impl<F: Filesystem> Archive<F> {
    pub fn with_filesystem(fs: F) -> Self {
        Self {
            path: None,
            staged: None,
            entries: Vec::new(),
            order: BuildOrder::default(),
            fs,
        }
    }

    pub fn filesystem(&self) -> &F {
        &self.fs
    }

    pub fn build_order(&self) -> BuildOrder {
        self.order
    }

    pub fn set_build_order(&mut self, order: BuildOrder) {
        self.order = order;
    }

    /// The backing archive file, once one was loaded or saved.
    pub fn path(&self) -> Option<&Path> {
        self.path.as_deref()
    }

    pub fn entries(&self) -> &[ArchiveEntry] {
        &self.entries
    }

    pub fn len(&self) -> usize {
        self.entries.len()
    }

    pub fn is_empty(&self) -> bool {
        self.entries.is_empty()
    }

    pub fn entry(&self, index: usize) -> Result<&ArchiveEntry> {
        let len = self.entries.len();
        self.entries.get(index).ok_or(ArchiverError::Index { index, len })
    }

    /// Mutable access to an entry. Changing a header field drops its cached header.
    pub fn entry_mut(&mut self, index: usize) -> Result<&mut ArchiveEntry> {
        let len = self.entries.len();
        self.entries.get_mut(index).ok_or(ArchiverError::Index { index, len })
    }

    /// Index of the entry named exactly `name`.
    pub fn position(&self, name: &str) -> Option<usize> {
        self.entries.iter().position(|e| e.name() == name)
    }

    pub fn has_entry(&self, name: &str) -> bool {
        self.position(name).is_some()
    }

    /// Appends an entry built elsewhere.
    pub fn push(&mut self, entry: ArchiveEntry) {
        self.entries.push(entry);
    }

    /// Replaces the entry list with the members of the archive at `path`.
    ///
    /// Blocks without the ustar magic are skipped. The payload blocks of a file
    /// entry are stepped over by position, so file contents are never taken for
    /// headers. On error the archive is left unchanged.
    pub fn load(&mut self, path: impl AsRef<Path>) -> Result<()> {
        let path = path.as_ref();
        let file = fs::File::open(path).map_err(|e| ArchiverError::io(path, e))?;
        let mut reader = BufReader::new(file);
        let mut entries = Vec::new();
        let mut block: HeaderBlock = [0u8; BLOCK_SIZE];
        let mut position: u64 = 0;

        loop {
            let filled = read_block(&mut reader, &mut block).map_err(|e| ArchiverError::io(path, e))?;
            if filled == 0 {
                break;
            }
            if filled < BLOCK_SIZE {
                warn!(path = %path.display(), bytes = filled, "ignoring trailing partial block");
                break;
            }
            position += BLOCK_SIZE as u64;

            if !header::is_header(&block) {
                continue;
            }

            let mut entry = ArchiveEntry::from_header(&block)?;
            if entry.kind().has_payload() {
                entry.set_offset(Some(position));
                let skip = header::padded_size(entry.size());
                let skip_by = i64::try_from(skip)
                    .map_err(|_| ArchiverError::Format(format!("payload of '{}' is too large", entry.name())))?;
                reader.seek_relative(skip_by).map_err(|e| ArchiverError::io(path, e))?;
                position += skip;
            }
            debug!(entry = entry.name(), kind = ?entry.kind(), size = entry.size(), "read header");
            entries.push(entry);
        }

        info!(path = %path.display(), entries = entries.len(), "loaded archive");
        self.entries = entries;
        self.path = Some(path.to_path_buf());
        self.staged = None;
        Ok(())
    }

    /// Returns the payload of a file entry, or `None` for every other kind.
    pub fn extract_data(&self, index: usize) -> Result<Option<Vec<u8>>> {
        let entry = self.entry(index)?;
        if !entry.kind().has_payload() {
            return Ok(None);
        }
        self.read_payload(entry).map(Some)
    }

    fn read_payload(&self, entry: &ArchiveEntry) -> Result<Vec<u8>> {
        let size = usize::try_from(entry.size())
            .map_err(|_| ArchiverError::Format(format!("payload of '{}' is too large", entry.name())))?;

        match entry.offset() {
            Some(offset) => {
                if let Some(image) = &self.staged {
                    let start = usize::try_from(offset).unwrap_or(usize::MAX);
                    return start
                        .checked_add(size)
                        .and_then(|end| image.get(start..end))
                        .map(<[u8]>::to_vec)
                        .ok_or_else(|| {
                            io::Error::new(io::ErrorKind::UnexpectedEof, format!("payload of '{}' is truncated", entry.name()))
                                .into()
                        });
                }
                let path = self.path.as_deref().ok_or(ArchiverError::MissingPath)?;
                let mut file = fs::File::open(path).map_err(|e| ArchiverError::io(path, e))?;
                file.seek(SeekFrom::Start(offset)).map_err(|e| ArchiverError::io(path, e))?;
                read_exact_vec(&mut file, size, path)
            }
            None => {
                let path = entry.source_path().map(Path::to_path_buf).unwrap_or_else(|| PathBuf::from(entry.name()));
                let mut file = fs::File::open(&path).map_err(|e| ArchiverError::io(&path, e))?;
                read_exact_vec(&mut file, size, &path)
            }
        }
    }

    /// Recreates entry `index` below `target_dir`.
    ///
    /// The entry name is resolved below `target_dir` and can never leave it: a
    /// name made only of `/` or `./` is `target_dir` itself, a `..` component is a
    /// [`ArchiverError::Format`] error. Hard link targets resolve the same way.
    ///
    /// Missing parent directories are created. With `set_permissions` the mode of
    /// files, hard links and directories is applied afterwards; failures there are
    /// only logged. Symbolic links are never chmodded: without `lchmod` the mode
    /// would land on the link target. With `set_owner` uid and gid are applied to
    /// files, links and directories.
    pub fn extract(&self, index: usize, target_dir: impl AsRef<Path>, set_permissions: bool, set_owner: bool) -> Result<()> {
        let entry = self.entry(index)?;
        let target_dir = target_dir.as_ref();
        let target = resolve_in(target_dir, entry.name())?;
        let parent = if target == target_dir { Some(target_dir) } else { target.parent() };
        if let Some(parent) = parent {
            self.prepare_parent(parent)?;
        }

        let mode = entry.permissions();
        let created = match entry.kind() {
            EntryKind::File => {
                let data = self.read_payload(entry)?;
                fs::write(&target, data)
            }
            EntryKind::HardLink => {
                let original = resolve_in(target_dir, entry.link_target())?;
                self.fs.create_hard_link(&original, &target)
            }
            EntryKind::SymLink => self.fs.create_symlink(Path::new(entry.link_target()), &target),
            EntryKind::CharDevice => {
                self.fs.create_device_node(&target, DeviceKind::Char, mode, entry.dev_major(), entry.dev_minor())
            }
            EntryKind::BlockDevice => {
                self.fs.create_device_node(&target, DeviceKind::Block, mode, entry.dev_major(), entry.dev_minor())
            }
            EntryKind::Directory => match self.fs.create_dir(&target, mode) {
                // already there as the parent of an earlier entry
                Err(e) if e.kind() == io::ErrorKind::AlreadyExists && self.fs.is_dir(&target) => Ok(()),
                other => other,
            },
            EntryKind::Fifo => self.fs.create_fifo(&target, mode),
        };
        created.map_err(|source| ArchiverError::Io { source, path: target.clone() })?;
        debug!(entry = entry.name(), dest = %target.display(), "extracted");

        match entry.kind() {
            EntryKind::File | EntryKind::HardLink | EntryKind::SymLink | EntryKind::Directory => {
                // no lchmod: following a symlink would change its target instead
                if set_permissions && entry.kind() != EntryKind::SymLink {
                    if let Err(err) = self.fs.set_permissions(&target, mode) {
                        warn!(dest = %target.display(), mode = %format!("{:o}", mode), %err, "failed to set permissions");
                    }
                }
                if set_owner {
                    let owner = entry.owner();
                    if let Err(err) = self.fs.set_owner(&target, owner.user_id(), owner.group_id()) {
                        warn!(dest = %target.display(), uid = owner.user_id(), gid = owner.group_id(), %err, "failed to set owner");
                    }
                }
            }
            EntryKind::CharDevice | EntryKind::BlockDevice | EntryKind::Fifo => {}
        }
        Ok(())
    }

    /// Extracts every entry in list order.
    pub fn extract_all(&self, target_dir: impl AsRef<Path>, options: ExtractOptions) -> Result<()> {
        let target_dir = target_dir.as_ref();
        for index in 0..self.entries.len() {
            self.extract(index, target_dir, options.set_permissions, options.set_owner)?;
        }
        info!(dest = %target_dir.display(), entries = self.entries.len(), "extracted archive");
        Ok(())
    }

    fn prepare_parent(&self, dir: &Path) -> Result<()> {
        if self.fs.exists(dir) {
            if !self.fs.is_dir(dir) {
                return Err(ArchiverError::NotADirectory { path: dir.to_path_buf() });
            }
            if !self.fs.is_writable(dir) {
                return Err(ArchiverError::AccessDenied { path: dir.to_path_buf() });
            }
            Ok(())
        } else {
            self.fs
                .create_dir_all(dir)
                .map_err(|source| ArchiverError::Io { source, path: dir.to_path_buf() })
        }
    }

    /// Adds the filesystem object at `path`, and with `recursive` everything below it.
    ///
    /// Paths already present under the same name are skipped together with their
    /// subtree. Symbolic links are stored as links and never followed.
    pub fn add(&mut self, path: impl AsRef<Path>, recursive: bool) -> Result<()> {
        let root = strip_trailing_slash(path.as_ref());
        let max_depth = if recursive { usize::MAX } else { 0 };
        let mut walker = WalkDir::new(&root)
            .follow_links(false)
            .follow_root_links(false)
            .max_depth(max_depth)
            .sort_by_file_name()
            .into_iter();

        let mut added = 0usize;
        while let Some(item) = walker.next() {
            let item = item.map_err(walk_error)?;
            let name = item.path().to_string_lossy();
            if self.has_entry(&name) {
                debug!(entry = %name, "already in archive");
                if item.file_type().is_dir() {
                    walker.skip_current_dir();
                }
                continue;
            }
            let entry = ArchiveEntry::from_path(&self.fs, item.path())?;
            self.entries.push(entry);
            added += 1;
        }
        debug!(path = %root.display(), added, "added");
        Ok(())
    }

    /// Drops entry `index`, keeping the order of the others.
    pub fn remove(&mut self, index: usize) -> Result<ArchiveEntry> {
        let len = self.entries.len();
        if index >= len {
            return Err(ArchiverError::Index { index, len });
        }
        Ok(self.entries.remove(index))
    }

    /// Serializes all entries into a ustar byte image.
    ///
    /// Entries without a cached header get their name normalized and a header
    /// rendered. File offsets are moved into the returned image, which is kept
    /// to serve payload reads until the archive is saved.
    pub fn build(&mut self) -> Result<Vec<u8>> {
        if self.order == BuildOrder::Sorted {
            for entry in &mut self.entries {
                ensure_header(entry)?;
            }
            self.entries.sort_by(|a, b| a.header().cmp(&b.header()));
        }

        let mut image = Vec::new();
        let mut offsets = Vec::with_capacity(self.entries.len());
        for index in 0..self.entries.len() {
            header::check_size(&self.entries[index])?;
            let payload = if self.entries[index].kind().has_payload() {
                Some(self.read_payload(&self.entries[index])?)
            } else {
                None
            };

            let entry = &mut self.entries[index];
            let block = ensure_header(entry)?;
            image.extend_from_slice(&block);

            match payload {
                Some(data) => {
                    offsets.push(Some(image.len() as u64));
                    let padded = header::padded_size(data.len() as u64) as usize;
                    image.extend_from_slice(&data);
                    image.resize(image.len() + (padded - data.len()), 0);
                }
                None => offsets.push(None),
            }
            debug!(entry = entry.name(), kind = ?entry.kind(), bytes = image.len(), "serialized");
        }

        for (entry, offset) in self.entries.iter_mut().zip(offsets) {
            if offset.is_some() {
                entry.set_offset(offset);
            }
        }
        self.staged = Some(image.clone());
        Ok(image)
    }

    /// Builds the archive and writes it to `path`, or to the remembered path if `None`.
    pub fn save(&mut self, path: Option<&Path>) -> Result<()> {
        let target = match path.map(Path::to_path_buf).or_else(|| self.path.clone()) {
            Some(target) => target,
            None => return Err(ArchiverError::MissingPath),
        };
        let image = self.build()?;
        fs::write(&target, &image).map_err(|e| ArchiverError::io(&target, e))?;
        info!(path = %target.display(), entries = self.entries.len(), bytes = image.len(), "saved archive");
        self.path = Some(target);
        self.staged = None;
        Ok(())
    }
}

====

## Task brief
Scan the records above for the lines holding "blocks of a file" and "pub fn load(&mut". Transcribe those two and every line between them word for word, and no others.

## Solution to this exercise
    /// Blocks without the ustar magic are skipped. The payload blocks of a file
    /// entry are stepped over by position, so file contents are never taken for
    /// headers. On error the archive is left unchanged.
    pub fn load(&mut self, path: impl AsRef<Path>) -> Result<()> {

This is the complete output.